Sparita una dissidente Denunciò sul suo blog il potere comunista

In internet è soprannominata «Tienanmen 2.0», perché attraverso la rete è riuscita a sfidare il regime come gli studenti nella piazza di Pechino il 4 giugno 1989. L’anno scorso il Time l’ha eletta una delle cento personalità più influenti del pianeta. Zeng Jinyan, 25 anni, attivista per i diritti umani e autrice del più popolare blog di denuncia del regime cinese, è scomparsa da giovedì. E da ieri mattina il suo telefonino non squilla più. La notizia è stata diffusa dall’organizzazione «The Chinese Human Rights Defenders», che ha denunciato la sparizione alla polizia cinese. «Tutti i tentativi di contattarla sono falliti – spiega il gruppo in un comunicato –. Temiamo che Zeng sia stata arrestata dalla polizia e che rischi di subire maltrattamenti. Crediamo che Zeng sia stata fermata per impedire che durante le Olimpiadi fosse contattata dai giornalisti e potesse parlare di suo marito». La Jinyan è moglie del dissidente cinese Hu Jia, ed è diventata famosa nel mondo dopo il primo arresto del marito, nell’agosto 2006, quando raccontò nel suo diario in internet le violenze subite dall’uomo e la propria vita sotto costante sorveglianza della polizia cinese.
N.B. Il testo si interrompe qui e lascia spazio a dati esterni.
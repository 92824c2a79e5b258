pub mod auth;
pub mod comments;
pub mod conn;
pub mod posts;
pub mod reactions;
pub mod users;
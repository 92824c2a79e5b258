use axum::Router;

use crate::utils::state::ArcAppState;

pub mod auth;
pub mod comments;
pub mod posts;
pub mod reactions;
pub mod users;

pub fn create_router() -> Router<ArcAppState> {
    Router::new()
        .nest("/auth", auth::router())
        .nest("/users", users::router())
        .nest(
            "/posts",
            posts::router()
                .merge(reactions::router())
                .merge(comments::post_router()),
        )
        .nest("/comments", comments::router())
}
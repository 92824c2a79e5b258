use deadpool_postgres::Transaction;
use tokio_postgres::Row;

use crate::{
    database::conn::{LazyConn, ResultError},
    entities::comment::Comment,
    utils::{state::ArcAppState, storage::normalize_url},
};

static COMMENT_SQL: &str = "
    SELECT c.comment_id, c.post_id, c.user_id, c.content,
           c.image_url, c.is_reply, c.reply_to,
           EXTRACT(EPOCH FROM c.created_at)::BIGINT AS created_at
    FROM comments c
";

fn row_to_comment(row: Row, state: &ArcAppState) -> Comment {
    Comment {
        comment_id: row.get("comment_id"),
        post_id: row.get("post_id"),
        user_id: row.get("user_id"),
        content: row.get("content"),
        image_url: normalize_url(row.get("image_url"), &state.config),
        is_reply: row.get("is_reply"),
        reply_to: row.get("reply_to"),
        created_at: row.get("created_at"),
    }
}

pub async fn get_comment(
    comment_id: &str,
    conn: &mut LazyConn,
    state: &ArcAppState,
) -> Result<Option<Comment>, ResultError> {
    let db = conn.get_client().await?;
    let sql = format!("{} WHERE c.comment_id = $1", COMMENT_SQL);
    let row = db.query_opt(&sql, &[&comment_id]).await?;
    Ok(row.map(|r| row_to_comment(r, state)))
}

/// Flat unordered comment list for one post; ordering and
/// reply grouping happen in services::threads.
pub async fn list_comments(
    post_id: &str,
    conn: &mut LazyConn,
    state: &ArcAppState,
) -> Result<Vec<Comment>, ResultError> {
    let db = conn.get_client().await?;
    let sql = format!("{} WHERE c.post_id = $1", COMMENT_SQL);
    let rows = db.query(&sql, &[&post_id]).await?;
    Ok(rows.into_iter().map(|r| row_to_comment(r, state)).collect())
}

pub struct NewComment<'a> {
    pub comment_id: &'a str,
    pub post_id: &'a str,
    pub user_id: &'a str,
    pub content: &'a str,
    pub image_url: Option<&'a str>,
    pub reply_to: Option<&'a str>,
}

/// Insert a comment and bump the post's counter in the same transaction,
/// so the count can never drift from the row change.
pub async fn insert_comment(
    comment: NewComment<'_>,
    tx: &mut Transaction<'_>,
) -> Result<(), ResultError> {
    tx.execute(
        "
        INSERT INTO comments
            (comment_id, post_id, user_id, content, image_url, is_reply, reply_to)
        VALUES ($1, $2, $3, $4, $5, $6, $7)
        ",
        &[
            &comment.comment_id,
            &comment.post_id,
            &comment.user_id,
            &comment.content,
            &comment.image_url,
            &comment.reply_to.is_some(),
            &comment.reply_to,
        ],
    )
    .await?;

    tx.execute(
        "UPDATE posts SET comments_count = comments_count + 1 WHERE post_id = $1",
        &[&comment.post_id],
    )
    .await?;

    Ok(())
}

/// Author-only delete; decrements the post's counter by exactly 1.
/// Returns the post id the comment belonged to, or None when nothing
/// was deleted (missing comment or non-author caller).
pub async fn delete_comment(
    comment_id: &str,
    user_id: &str,
    tx: &mut Transaction<'_>,
) -> Result<Option<String>, ResultError> {
    let row = tx
        .query_opt(
            "
            DELETE FROM comments
            WHERE comment_id = $1 AND user_id = $2
            RETURNING post_id
            ",
            &[&comment_id, &user_id],
        )
        .await?;

    let Some(row) = row else {
        return Ok(None);
    };
    let post_id: String = row.get("post_id");

    tx.execute(
        "UPDATE posts SET comments_count = comments_count - 1 WHERE post_id = $1",
        &[&post_id],
    )
    .await?;

    Ok(Some(post_id))
}

// Needs a running Postgres with the schema applied; run with
// `cargo test -- --ignored` and the usual POSTGRES_* env vars set.
#[cfg(test)]
mod tests {
    use super::*;
    use crate::{
        database::posts::{NewPost, create_post},
        utils::state::{AppState, ArcAppState},
    };

    async fn test_state() -> ArcAppState {
        dotenvy::dotenv().ok();
        std::sync::Arc::new(AppState::create_from_env().await.unwrap())
    }

    async fn comments_count(conn: &mut LazyConn, post_id: &str) -> i64 {
        let db = conn.get_client().await.unwrap();
        let row = db
            .query_one(
                "SELECT comments_count FROM posts WHERE post_id = $1",
                &[&post_id],
            )
            .await
            .unwrap();
        row.get("comments_count")
    }

    async fn seed_user(conn: &mut LazyConn, user_id: &str) {
        let db = conn.get_client().await.unwrap();
        db.execute(
            "
            INSERT INTO users (user_id, username, email, password_hash, friends, blocked)
            VALUES ($1, $1, $1 || '@test.local', 'x', '{}', '{}')
            ",
            &[&user_id],
        )
        .await
        .unwrap();
    }

    async fn cleanup(conn: &mut LazyConn, post_id: &str, user_ids: &[&str]) {
        let db = conn.get_client().await.unwrap();
        db.execute("DELETE FROM comments WHERE post_id = $1", &[&post_id])
            .await
            .unwrap();
        db.execute("DELETE FROM posts WHERE post_id = $1", &[&post_id])
            .await
            .unwrap();
        for user_id in user_ids {
            db.execute("DELETE FROM users WHERE user_id = $1", &[user_id])
                .await
                .unwrap();
        }
    }

    #[tokio::test]
    #[ignore]
    async fn delete_decrements_counter_by_one() {
        let state = test_state().await;
        let mut conn = LazyConn::new(state.db_pool.clone());

        let author = state.snowflake.generate().to_string();
        let stranger = state.snowflake.generate().to_string();
        let post_id = state.snowflake.generate().to_string();
        let comment_id = state.snowflake.generate().to_string();

        seed_user(&mut conn, &author).await;
        seed_user(&mut conn, &stranger).await;
        create_post(
            NewPost {
                post_id: &post_id,
                user_id: &author,
                title: "t",
                content: "c",
                image_url: None,
                topic: None,
                is_public: true,
            },
            &mut conn,
        )
        .await
        .unwrap();

        let mut tx = conn.transaction().await.unwrap();
        insert_comment(
            NewComment {
                comment_id: &comment_id,
                post_id: &post_id,
                user_id: &author,
                content: "hello",
                image_url: None,
                reply_to: None,
            },
            &mut tx,
        )
        .await
        .unwrap();
        tx.commit().await.unwrap();
        assert_eq!(comments_count(&mut conn, &post_id).await, 1);

        // someone else's delete is a no-op and leaves the counter alone
        let mut tx = conn.transaction().await.unwrap();
        let denied = delete_comment(&comment_id, &stranger, &mut tx).await.unwrap();
        tx.commit().await.unwrap();
        assert_eq!(denied, None);
        assert_eq!(comments_count(&mut conn, &post_id).await, 1);

        let mut tx = conn.transaction().await.unwrap();
        let deleted = delete_comment(&comment_id, &author, &mut tx).await.unwrap();
        tx.commit().await.unwrap();
        assert_eq!(deleted.as_deref(), Some(post_id.as_str()));
        assert_eq!(comments_count(&mut conn, &post_id).await, 0);

        cleanup(&mut conn, &post_id, &[&author, &stranger]).await;
    }
}
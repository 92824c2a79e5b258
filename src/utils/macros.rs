#[macro_export]
macro_rules! map_struct {
    ($src:expr => $dst:ident { $($field:ident),+ $(,)? }) => {
        $dst {
            $(
                $field: $src.$field,
            )+
        }
    };
}

#[macro_export]
macro_rules! get_conn {
    ($state:expr) => {
        $crate::database::conn::LazyConn::new($state.db_pool.clone())
    };
}

#[macro_export]
macro_rules! create_tx {
    ($conn:expr) => {
        $conn.transaction().await?
    };
}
Il suo blog fu visitato da milioni di persone nel mondo. A inizio 2007 la coppia è finita agli arresti domiciliari, con l’accusa di «attentato alla sicurezza dello Stato». Il 27 dicembre Jia è stato arrestato di nuovo, mentre la Jinyan e la figlia di 5 mesi (foto) sono finite sotto stretto controllo delle autorità nel quartiere di Pechino chiamato la «Città della libertà». Infine, con l’inaugurazione dei Giochi, della giovane si sono perse le tracce. Il portavoce della sicurezza pubblica a Pechino ieri ha dichiarato alla stampa di aver «avviato delle verifiche» sulla scomparsa.